[quotemsg=19178608,0,328798]First, thanks for doing this investigation. This is true tech journalism.
Second, to anyone who thinks 39 GB/day is higher than the typical home user requires, please check the I/O usage of Firefox (or other popular web browsers). I typically have several tabs open, in each of several windows. It's not at all uncommon for me to see 39 GB/day of bytes written. When you take into account write amplification, the true number could be several times this.
I think the main culprits are HTML5 that uses local storage and caching, as well as Firefox's history, and recovery features. Of course, ad block would help, but eventually you might not have much of a web left to browse.
The Intel 600p includes a five-year warranty, but we suspect most users will replace the drive within that time.
Most users? You guys should get out and see how the real world uses tech. My work PC is a first-gen i7 Xeon from 2010. I was only allowed to replaced the original HDD after it died. If I'm lucky, I'll get to replace the box with a Skylake, this year.
I keep my home PCs & components for a long time, as well. I tend to put old SSDs into less demanding or less write-intensive uses, such as media streaming boxes. My fileserver is still booting off a Crucial RealSSD C300. Of the 13 SSDs I've bought, none has yet died on me - and all are still in service (though I only use a few, on a daily basis).[/quotemsg]

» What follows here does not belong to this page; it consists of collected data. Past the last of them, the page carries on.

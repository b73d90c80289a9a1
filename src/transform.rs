//! Expression normalization.
//!
//! Expands the `state` / `var` / `ref` / `effect` shorthands into canonical
//! statement records. Script passes through untouched. Order is kept exactly
//! as declared; no reordering, no dedup, shadowing allowed. Every declaration
//! of a name bound more than once in a function is written with `var`.

use serde::Serialize;
use std::collections::{HashMap, HashSet};

use crate::tree::{ArrayItem, ExpressionNode, Pattern, ValueExpr};

pub const USE_STATE: &str = "useState";
pub const USE_REF: &str = "useRef";
pub const USE_EFFECT: &str = "useEffect";

#[derive(Debug, Clone, Copy, PartialEq, Eq, Serialize)]
#[serde(rename_all = "camelCase")]
pub enum DeclarationKind {
    /// `const <binding> = <code>;`
    Const,
    /// `<code>;`
    Call,
    /// Copied verbatim.
    Script,
}

/// One normalized statement of a component body.
#[derive(Debug, Clone, PartialEq, Serialize)]
#[serde(rename_all = "camelCase")]
pub struct Statement {
    pub kind: DeclarationKind,
    /// Rendered binding pattern for `Const` statements.
    pub binding: Option<String>,
    pub bound_names: Vec<String>,
    pub code: String,
    /// Runtime hook this statement calls, if any.
    #[serde(skip)]
    pub hook: Option<&'static str>,
    /// Declared with `var` because one of its names is bound again in the same function.
    pub redeclared: bool,
}

impl Statement {
    fn constant(pattern: &Pattern, code: String, hook: Option<&'static str>) -> Self {
        Statement {
            kind: DeclarationKind::Const,
            binding: Some(pattern.render()),
            bound_names: pattern.bound_names(),
            code,
            hook,
            redeclared: false,
        }
    }

    pub fn keyword(&self) -> &'static str {
        if self.redeclared {
            "var"
        } else {
            "const"
        }
    }

    pub fn render(&self) -> String {
        match self.kind {
            DeclarationKind::Const => format!(
                "{} {} = {};",
                self.keyword(),
                self.binding.as_deref().unwrap_or("_"),
                self.code
            ),
            DeclarationKind::Call => format!("{};", self.code),
            DeclarationKind::Script => self.code.clone(),
        }
    }
}

fn initial_code(initial: &Option<ValueExpr>) -> String {
    initial.as_ref().map(ValueExpr::to_code).unwrap_or_default()
}

pub fn normalize_expression(expression: &ExpressionNode) -> Statement {
    match expression {
        ExpressionNode::Script(code) => Statement {
            kind: DeclarationKind::Script,
            binding: None,
            bound_names: vec![],
            code: code.clone(),
            hook: None,
            redeclared: false,
        },
        ExpressionNode::State {
            getter,
            setter,
            initial,
        } => {
            let pattern = Pattern::Array {
                items: vec![
                    Some(ArrayItem {
                        name: getter.clone(),
                        default: None,
                    }),
                    Some(ArrayItem {
                        name: setter.clone(),
                        default: None,
                    }),
                ],
                rest: None,
            };
            let code = format!("{}({})", USE_STATE, initial_code(initial));
            Statement::constant(&pattern, code, Some(USE_STATE))
        }
        ExpressionNode::Var { pattern, value } => {
            Statement::constant(pattern, value.trim().to_string(), None)
        }
        ExpressionNode::Ref { name, initial } => {
            let code = format!("{}({})", USE_REF, initial_code(initial));
            Statement::constant(&Pattern::Name(name.clone()), code, Some(USE_REF))
        }
        ExpressionNode::Effect { body, dependencies } => {
            let body = body.trim();
            // Multi-line bodies are kept line for line.
            let callback = if body.contains('\n') {
                format!("() => {{\n{}\n}}", body)
            } else {
                format!("() => {{ {} }}", body)
            };
            let code = match dependencies {
                Some(deps) => format!("{}({}, [{}])", USE_EFFECT, callback, deps.join(", ")),
                None => format!("{}({})", USE_EFFECT, callback),
            };
            Statement {
                kind: DeclarationKind::Call,
                binding: None,
                bound_names: vec![],
                code,
                hook: Some(USE_EFFECT),
                redeclared: false,
            }
        }
    }
}

pub fn normalize(expressions: &[ExpressionNode]) -> Vec<Statement> {
    expressions.iter().map(normalize_expression).collect()
}

/// Marks every `Const` statement binding a name that is bound more than once
/// across `outer` (names bound before the body, such as parameters and
/// context locals) and the statements. Returns those names.
pub fn mark_redeclarations(statements: &mut [Statement], outer: &[String]) -> HashSet<String> {
    let mut counts: HashMap<&str, usize> = HashMap::new();
    let declared = statements
        .iter()
        .filter(|s| s.kind == DeclarationKind::Const)
        .flat_map(|s| s.bound_names.iter());
    for name in outer.iter().chain(declared) {
        *counts.entry(name.as_str()).or_default() += 1;
    }
    let repeated: HashSet<String> = counts
        .into_iter()
        .filter(|(_, n)| *n > 1)
        .map(|(name, _)| name.to_string())
        .collect();

    for statement in statements.iter_mut() {
        if statement.kind == DeclarationKind::Const
            && statement.bound_names.iter().any(|n| repeated.contains(n))
        {
            statement.redeclared = true;
        }
    }
    repeated
}

/// Hooks referenced by `statements`, in first-use order.
pub fn hooks_used(statements: &[Statement]) -> Vec<&'static str> {
    let mut hooks = vec![];
    for hook in statements.iter().filter_map(|s| s.hook) {
        if !hooks.contains(&hook) {
            hooks.push(hook);
        }
    }
    hooks
}
//! Typed app tree.
//!
//! Everything here is built once by the loader (`parse.rs`) and never
//! restructured afterwards. The only writes after loading are the two
//! single-assignment caches on `ComponentNode` (resolved name and generated
//! class name), filled by the renamer before any per-component work starts.

use indexmap::IndexMap;
use serde_json::{Number, Value};
use std::sync::OnceLock;

use crate::config::Platform;

// ═══════════════════════════════════════════════════════════════════════════════
// VALUES AND SCRIPT REFERENCES
// ═══════════════════════════════════════════════════════════════════════════════

/// Returns the inner text of a `{…}` script reference.
pub fn script_ref(raw: &str) -> Option<&str> {
    let trimmed = raw.trim();
    if trimmed.len() >= 2 && trimmed.starts_with('{') && trimmed.ends_with('}') {
        Some(trimmed[1..trimmed.len() - 1].trim())
    } else {
        None
    }
}

/// A value position: either opaque script or a JSON literal.
#[derive(Debug, Clone, PartialEq)]
pub enum ValueExpr {
    Script(String),
    Literal(Value),
}

impl ValueExpr {
    pub fn from_json(value: &Value) -> Self {
        match value {
            Value::String(s) => match script_ref(s) {
                Some(inner) => ValueExpr::Script(inner.to_string()),
                None => ValueExpr::Literal(value.clone()),
            },
            other => ValueExpr::Literal(other.clone()),
        }
    }

    /// Expression text for this value. Literals render as JSON, which is valid JS.
    pub fn to_code(&self) -> String {
        match self {
            ValueExpr::Script(code) => code.clone(),
            ValueExpr::Literal(v) => v.to_string(),
        }
    }
}

// ═══════════════════════════════════════════════════════════════════════════════
// DESTRUCTURING PATTERNS
// ═══════════════════════════════════════════════════════════════════════════════

#[derive(Debug, Clone, PartialEq)]
pub struct ObjectField {
    pub key: String,
    pub alias: Option<String>,
    pub default: Option<String>,
}

impl ObjectField {
    pub fn bound_name(&self) -> &str {
        self.alias.as_deref().unwrap_or(&self.key)
    }
}

#[derive(Debug, Clone, PartialEq)]
pub struct ArrayItem {
    pub name: String,
    pub default: Option<String>,
}

#[derive(Debug, Clone, PartialEq)]
pub enum Pattern {
    Name(String),
    Object {
        fields: Vec<ObjectField>,
        rest: Option<String>,
    },
    /// `None` items are holes (`[, second]`).
    Array {
        items: Vec<Option<ArrayItem>>,
        rest: Option<String>,
    },
}

impl Pattern {
    /// Names introduced by this pattern, in declaration order, rest last.
    pub fn bound_names(&self) -> Vec<String> {
        match self {
            Pattern::Name(name) => vec![name.clone()],
            Pattern::Object { fields, rest } => fields
                .iter()
                .map(|f| f.bound_name().to_string())
                .chain(rest.iter().cloned())
                .collect(),
            Pattern::Array { items, rest } => items
                .iter()
                .flatten()
                .map(|i| i.name.clone())
                .chain(rest.iter().cloned())
                .collect(),
        }
    }

    pub fn render(&self) -> String {
        match self {
            Pattern::Name(name) => name.clone(),
            Pattern::Object { fields, rest } => {
                let mut parts: Vec<String> = fields
                    .iter()
                    .map(|f| {
                        let mut part = match &f.alias {
                            Some(alias) if alias != &f.key => format!("{}: {}", f.key, alias),
                            _ => f.key.clone(),
                        };
                        if let Some(default) = &f.default {
                            part.push_str(" = ");
                            part.push_str(default);
                        }
                        part
                    })
                    .collect();
                if let Some(rest) = rest {
                    parts.push(format!("...{}", rest));
                }
                format!("{{ {} }}", parts.join(", "))
            }
            Pattern::Array { items, rest } => {
                let mut parts: Vec<String> = items
                    .iter()
                    .map(|item| match item {
                        Some(ArrayItem {
                            name,
                            default: Some(d),
                        }) => format!("{} = {}", name, d),
                        Some(ArrayItem { name, default: None }) => name.clone(),
                        None => String::new(),
                    })
                    .collect();
                if let Some(rest) = rest {
                    parts.push(format!("...{}", rest));
                }
                format!("[{}]", parts.join(", "))
            }
        }
    }
}

// ═══════════════════════════════════════════════════════════════════════════════
// EXPRESSIONS
// ═══════════════════════════════════════════════════════════════════════════════

#[derive(Debug, Clone, PartialEq)]
pub enum ExpressionNode {
    Script(String),
    State {
        getter: String,
        setter: String,
        initial: Option<ValueExpr>,
    },
    Var {
        pattern: Pattern,
        value: String,
    },
    Ref {
        name: String,
        initial: Option<ValueExpr>,
    },
    Effect {
        body: String,
        /// `None` means no dependency array: the effect runs after every render.
        dependencies: Option<Vec<String>>,
    },
}

// ═══════════════════════════════════════════════════════════════════════════════
// STYLES
// ═══════════════════════════════════════════════════════════════════════════════

pub type StyleMap = IndexMap<String, Value>;

#[derive(Debug, Clone, PartialEq)]
pub enum StyleEntry {
    PlainObject(StyleMap),
    Conditional { predicate: String, style: StyleMap },
    Format { format: String, style: StyleMap },
    Selector { selector: String, style: StyleMap },
    StaticString(String),
    DynamicScript(String),
}

impl StyleEntry {
    /// Entries that can land in a generated stylesheet on at least one platform.
    pub fn is_static(&self) -> bool {
        matches!(
            self,
            StyleEntry::Format { .. } | StyleEntry::Selector { .. } | StyleEntry::StaticString(_)
        )
    }
}

#[derive(Debug, Clone, Copy, PartialEq, Eq)]
pub enum Orientation {
    Portrait,
    Landscape,
}

impl Orientation {
    pub fn as_str(&self) -> &'static str {
        match self {
            Orientation::Portrait => "portrait",
            Orientation::Landscape => "landscape",
        }
    }
}

/// Responsive condition referenced by `format:` style entries.
#[derive(Debug, Clone, PartialEq, Default)]
pub struct FormatPredicate {
    pub min_width: Option<Number>,
    pub max_width: Option<Number>,
    pub min_height: Option<Number>,
    pub max_height: Option<Number>,
    pub orientation: Option<Orientation>,
}

// ═══════════════════════════════════════════════════════════════════════════════
// IMPORTS
// ═══════════════════════════════════════════════════════════════════════════════

#[derive(Debug, Clone, PartialEq)]
pub struct NamedImport {
    pub symbol: String,
    pub alias: Option<String>,
}

impl NamedImport {
    pub fn local(&self) -> &str {
        self.alias.as_deref().unwrap_or(&self.symbol)
    }
}

#[derive(Debug, Clone, PartialEq)]
pub enum ImportKind {
    SideEffect,
    Default(String),
    Namespace(String),
    Named(Vec<NamedImport>),
}

#[derive(Debug, Clone, PartialEq)]
pub struct ImportSpec {
    pub source: String,
    pub kind: ImportKind,
    /// Location in the input document, or a synthetic origin for implicit imports.
    pub path: String,
}

// ═══════════════════════════════════════════════════════════════════════════════
// NODES
// ═══════════════════════════════════════════════════════════════════════════════

#[derive(Debug, Clone, PartialEq)]
pub enum PropEntry {
    Attributes(IndexMap<String, ValueExpr>),
    Spread(String),
}

#[derive(Debug, Clone, PartialEq)]
pub struct ContextProvision {
    pub name: String,
    pub value: String,
}

#[derive(Debug, Clone, PartialEq)]
pub enum NodeKind {
    /// Component definition; `params` is the destructured props parameter.
    Component { params: Option<Pattern> },
    Element(String),
    Map {
        data: String,
        var: Pattern,
        index: Option<String>,
    },
    If {
        condition: String,
        otherwise: Vec<Child>,
    },
    Script(String),
}

#[derive(Debug, Clone, PartialEq)]
pub enum Child {
    Node(Box<ComponentNode>),
    Text(String),
    Primitive(Value),
    Script(String),
}

#[derive(Debug, Default)]
pub struct ComponentNode {
    pub name: Option<String>,
    pub kind: NodeKind,
    pub props: Vec<PropEntry>,
    pub children: Vec<Child>,
    pub expressions: Vec<ExpressionNode>,
    pub imports: Vec<ImportSpec>,
    pub style: Vec<StyleEntry>,
    pub provide_contexts: Vec<ContextProvision>,
    pub use_contexts: Vec<String>,
    pub style_sheet: Option<String>,
    pub style_module: Option<String>,
    /// Location in the input document (`components[0].children[2]`).
    pub path: String,
    /// Sibling indices from the app root down to this node.
    pub position: Vec<usize>,
    resolved_name: OnceLock<String>,
    class_name: OnceLock<String>,
}

impl Default for NodeKind {
    fn default() -> Self {
        NodeKind::Component { params: None }
    }
}

impl Clone for ComponentNode {
    fn clone(&self) -> Self {
        ComponentNode {
            name: self.name.clone(),
            kind: self.kind.clone(),
            props: self.props.clone(),
            children: self.children.clone(),
            expressions: self.expressions.clone(),
            imports: self.imports.clone(),
            style: self.style.clone(),
            provide_contexts: self.provide_contexts.clone(),
            use_contexts: self.use_contexts.clone(),
            style_sheet: self.style_sheet.clone(),
            style_module: self.style_module.clone(),
            path: self.path.clone(),
            position: self.position.clone(),
            resolved_name: self.resolved_name.clone(),
            class_name: self.class_name.clone(),
        }
    }
}

impl PartialEq for ComponentNode {
    fn eq(&self, other: &Self) -> bool {
        self.name == other.name
            && self.kind == other.kind
            && self.props == other.props
            && self.children == other.children
            && self.expressions == other.expressions
            && self.imports == other.imports
            && self.style == other.style
            && self.path == other.path
    }
}

impl ComponentNode {
    pub fn new(kind: NodeKind, path: impl Into<String>, position: Vec<usize>) -> Self {
        ComponentNode {
            kind,
            path: path.into(),
            position,
            ..Default::default()
        }
    }

    pub fn is_definition(&self) -> bool {
        matches!(self.kind, NodeKind::Component { .. })
    }

    /// The `type` string as written in the document.
    pub fn type_name(&self) -> &str {
        match &self.kind {
            NodeKind::Component { .. } => "Component",
            NodeKind::Element(tag) => tag,
            NodeKind::Map { .. } => "Map",
            NodeKind::If { .. } => "If",
            NodeKind::Script(_) => "Script",
        }
    }

    pub fn has_static_style(&self) -> bool {
        self.style.iter().any(StyleEntry::is_static)
    }

    /// Final identifier; set once by the renamer for every definition.
    pub fn resolved_name(&self) -> Option<&str> {
        self.resolved_name.get().map(String::as_str)
    }

    pub fn class_name(&self) -> Option<&str> {
        self.class_name.get().map(String::as_str)
    }

    /// Returns false if a name was already assigned.
    pub(crate) fn assign_name(&self, name: String) -> bool {
        self.resolved_name.set(name).is_ok()
    }

    pub(crate) fn assign_class_name(&self, name: String) -> bool {
        self.class_name.set(name).is_ok()
    }

    /// Best available identifier for diagnostics.
    pub fn display_name(&self) -> &str {
        self.resolved_name()
            .or(self.name.as_deref())
            .unwrap_or(&self.path)
    }

    pub fn child_nodes(&self) -> impl Iterator<Item = &ComponentNode> {
        let otherwise = match &self.kind {
            NodeKind::If { otherwise, .. } => otherwise.as_slice(),
            _ => &[],
        };
        self.children
            .iter()
            .chain(otherwise.iter())
            .filter_map(|c| match c {
                Child::Node(node) => Some(node.as_ref()),
                _ => None,
            })
    }
}

// ═══════════════════════════════════════════════════════════════════════════════
// APP
// ═══════════════════════════════════════════════════════════════════════════════

#[derive(Debug, Clone, Default)]
pub struct AppTree {
    pub name: Option<String>,
    pub platform: Option<Platform>,
    pub dependencies: IndexMap<String, String>,
    pub imports: Vec<ImportSpec>,
    pub style_sheet: String,
    pub style_module: String,
    pub style_formats: IndexMap<String, FormatPredicate>,
    pub root_component: Option<String>,
    pub components: Vec<ComponentNode>,
}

I use Firefox heavily and am not seeing that behavior. My boot drive, with Firefox installed as well, has seen a total of 24.7 TB written over a little less than 4½ years of use. That means an average of ~15GB writes per day, total.
You probably have a problem with an extension or maybe some changes you've made to the configuration of the browser.
As for replacements, people tend to upgrade storage relatively often. Especially when we're talking about low-capacity SSDs. I don't think a 128GB SSD is going to be popular after 2022.